Work to complete:
Each entry below is to be printed verbatim.

Records:
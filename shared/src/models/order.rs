//! Order Model

use serde::{Deserialize, Serialize};
use std::fmt;

/// Order status vocabulary
///
/// `Pending → Confirmed → Preparing → Ready → OutForDelivery → Delivered`,
/// with `Cancelled` reachable from any non-terminal state.
///
/// The stored order row keeps its status as a free string: the store accepts
/// any value, and only values that parse into this enum carry meaning for the
/// notification pipeline. Matching is case-sensitive.
#[derive(Debug, Clone, Copy, Serialize, Deserialize, PartialEq, Eq, Hash)]
pub enum OrderStatus {
    Pending,
    Confirmed,
    Preparing,
    Ready,
    OutForDelivery,
    Delivered,
    Cancelled,
}

impl OrderStatus {
    pub const ALL: [OrderStatus; 7] = [
        OrderStatus::Pending,
        OrderStatus::Confirmed,
        OrderStatus::Preparing,
        OrderStatus::Ready,
        OrderStatus::OutForDelivery,
        OrderStatus::Delivered,
        OrderStatus::Cancelled,
    ];

    /// Parse a stored status value (exact, case-sensitive)
    pub fn parse(value: &str) -> Option<Self> {
        Self::ALL.into_iter().find(|s| s.as_str() == value)
    }

    /// Canonical stored value
    pub const fn as_str(&self) -> &'static str {
        match self {
            Self::Pending => "Pending",
            Self::Confirmed => "Confirmed",
            Self::Preparing => "Preparing",
            Self::Ready => "Ready",
            Self::OutForDelivery => "OutForDelivery",
            Self::Delivered => "Delivered",
            Self::Cancelled => "Cancelled",
        }
    }

    /// Human-readable label used in customer messages
    pub const fn label(&self) -> &'static str {
        match self {
            Self::Pending => "Pending",
            Self::Confirmed => "Confirmed",
            Self::Preparing => "Being prepared",
            Self::Ready => "Ready",
            Self::OutForDelivery => "Out for delivery",
            Self::Delivered => "Delivered",
            Self::Cancelled => "Cancelled",
        }
    }

    pub const fn is_terminal(&self) -> bool {
        matches!(self, Self::Delivered | Self::Cancelled)
    }
}

impl fmt::Display for OrderStatus {
    fn fmt(&self, f: &mut fmt::Formatter<'_>) -> fmt::Result {
        f.write_str(self.as_str())
    }
}

/// Order entity (post-mutation snapshot as returned by the order store)
#[derive(Debug, Clone, Serialize, Deserialize, PartialEq)]
#[cfg_attr(feature = "db", derive(sqlx::FromRow))]
pub struct Order {
    pub id: String,
    /// Public reference shown to customers and drivers
    pub order_number: String,
    /// Raw status value, see [`OrderStatus::parse`]
    pub status: String,
    pub customer_id: Option<String>,
    /// Total amount in currency unit
    pub total_amount: f64,
    pub delivery_address: Option<String>,
    pub delivery_date: Option<String>,
    pub delivery_time: Option<String>,
    pub notes: Option<String>,
    pub created_at: i64,
    pub updated_at: i64,
}

impl Order {
    /// Parsed status, `None` for values outside the fixed vocabulary
    pub fn known_status(&self) -> Option<OrderStatus> {
        OrderStatus::parse(&self.status)
    }
}

/// Partial update payload (`None` leaves the column untouched)
#[derive(Debug, Clone, Default, Serialize, Deserialize, PartialEq)]
pub struct OrderUpdate {
    #[serde(default)]
    pub status: Option<String>,
    #[serde(default)]
    pub delivery_address: Option<String>,
    #[serde(default)]
    pub delivery_date: Option<String>,
    #[serde(default)]
    pub delivery_time: Option<String>,
    #[serde(default)]
    pub notes: Option<String>,
}

impl OrderUpdate {
    pub fn status(status: impl Into<String>) -> Self {
        Self {
            status: Some(status.into()),
            ..Default::default()
        }
    }

    pub fn is_empty(&self) -> bool {
        self.status.is_none()
            && self.delivery_address.is_none()
            && self.delivery_date.is_none()
            && self.delivery_time.is_none()
            && self.notes.is_none()
    }

    /// Apply onto an order in place (in-memory stores)
    pub fn apply_to(&self, order: &mut Order) {
        if let Some(status) = &self.status {
            order.status = status.clone();
        }
        if let Some(v) = &self.delivery_address {
            order.delivery_address = Some(v.clone());
        }
        if let Some(v) = &self.delivery_date {
            order.delivery_date = Some(v.clone());
        }
        if let Some(v) = &self.delivery_time {
            order.delivery_time = Some(v.clone());
        }
        if let Some(v) = &self.notes {
            order.notes = Some(v.clone());
        }
    }
}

Exercise output:
filename shared/src/models/order.rs
//! Order Model

use serde::{Deserialize, Serialize};
use std::fmt;

/// Order status vocabulary
///
/// `Pending → Confirmed → Preparing → Ready → OutForDelivery → Delivered`,
/// with `Cancelled` reachable from any non-terminal state.
///
/// The stored order row keeps its status as a free string: the store accepts
/// any value, and only values that parse into this enum carry meaning for the
/// notification pipeline. Matching is case-sensitive.
#[derive(Debug, Clone, Copy, Serialize, Deserialize, PartialEq, Eq, Hash)]
pub enum OrderStatus {
    Pending,
    Confirmed,
    Preparing,
    Ready,
    OutForDelivery,
    Delivered,
    Cancelled,
}

impl OrderStatus {
    pub const ALL: [OrderStatus; 7] = [
        OrderStatus::Pending,
        OrderStatus::Confirmed,
        OrderStatus::Preparing,
        OrderStatus::Ready,
        OrderStatus::OutForDelivery,
        OrderStatus::Delivered,
        OrderStatus::Cancelled,
    ];

    /// Parse a stored status value (exact, case-sensitive)
    pub fn parse(value: &str) -> Option<Self> {
        Self::ALL.into_iter().find(|s| s.as_str() == value)
    }

    /// Canonical stored value
    pub const fn as_str(&self) -> &'static str {
        match self {
            Self::Pending => "Pending",
            Self::Confirmed => "Confirmed",
            Self::Preparing => "Preparing",
            Self::Ready => "Ready",
            Self::OutForDelivery => "OutForDelivery",
            Self::Delivered => "Delivered",
            Self::Cancelled => "Cancelled",
        }
    }

    /// Human-readable label used in customer messages
    pub const fn label(&self) -> &'static str {
        match self {
            Self::Pending => "Pending",
            Self::Confirmed => "Confirmed",
            Self::Preparing => "Being prepared",
            Self::Ready => "Ready",
            Self::OutForDelivery => "Out for delivery",
            Self::Delivered => "Delivered",
            Self::Cancelled => "Cancelled",
        }
    }

    pub const fn is_terminal(&self) -> bool {
        matches!(self, Self::Delivered | Self::Cancelled)
    }
}

impl fmt::Display for OrderStatus {
    fn fmt(&self, f: &mut fmt::Formatter<'_>) -> fmt::Result {
        f.write_str(self.as_str())
    }
}

/// Order entity (post-mutation snapshot as returned by the order store)
#[derive(Debug, Clone, Serialize, Deserialize, PartialEq)]
#[cfg_attr(feature = "db", derive(sqlx::FromRow))]
pub struct Order {
    pub id: String,
    /// Public reference shown to customers and drivers
    pub order_number: String,
    /// Raw status value, see [`OrderStatus::parse`]
    pub status: String,
    pub customer_id: Option<String>,
    /// Total amount in currency unit
    pub total_amount: f64,
    pub delivery_address: Option<String>,
    pub delivery_date: Option<String>,
    pub delivery_time: Option<String>,
    pub notes: Option<String>,
    pub created_at: i64,
    pub updated_at: i64,
}

impl Order {
    /// Parsed status, `None` for values outside the fixed vocabulary
    pub fn known_status(&self) -> Option<OrderStatus> {
        OrderStatus::parse(&self.status)
    }
}

/// Partial update payload (`None` leaves the column untouched)
#[derive(Debug, Clone, Default, Serialize, Deserialize, PartialEq)]
pub struct OrderUpdate {
    #[serde(default)]
    pub status: Option<String>,
    #[serde(default)]
    pub delivery_address: Option<String>,
    #[serde(default)]
    pub delivery_date: Option<String>,
    #[serde(default)]
    pub delivery_time: Option<String>,
    #[serde(default)]
    pub notes: Option<String>,
}

impl OrderUpdate {
    pub fn status(status: impl Into<String>) -> Self {
        Self {
            status: Some(status.into()),
            ..Default::default()
        }
    }

    pub fn is_empty(&self) -> bool {
        self.status.is_none()
            && self.delivery_address.is_none()
            && self.delivery_date.is_none()
            && self.delivery_time.is_none()
            && self.notes.is_none()
    }

    /// Apply onto an order in place (in-memory stores)
    pub fn apply_to(&self, order: &mut Order) {
        if let Some(status) = &self.status {
            order.status = status.clone();
        }
        if let Some(v) = &self.delivery_address {
            order.delivery_address = Some(v.clone());
        }
        if let Some(v) = &self.delivery_date {
            order.delivery_date = Some(v.clone());
        }
        if let Some(v) = &self.delivery_time {
            order.delivery_time = Some(v.clone());
        }
        if let Some(v) = &self.notes {
            order.notes = Some(v.clone());
        }
    }
}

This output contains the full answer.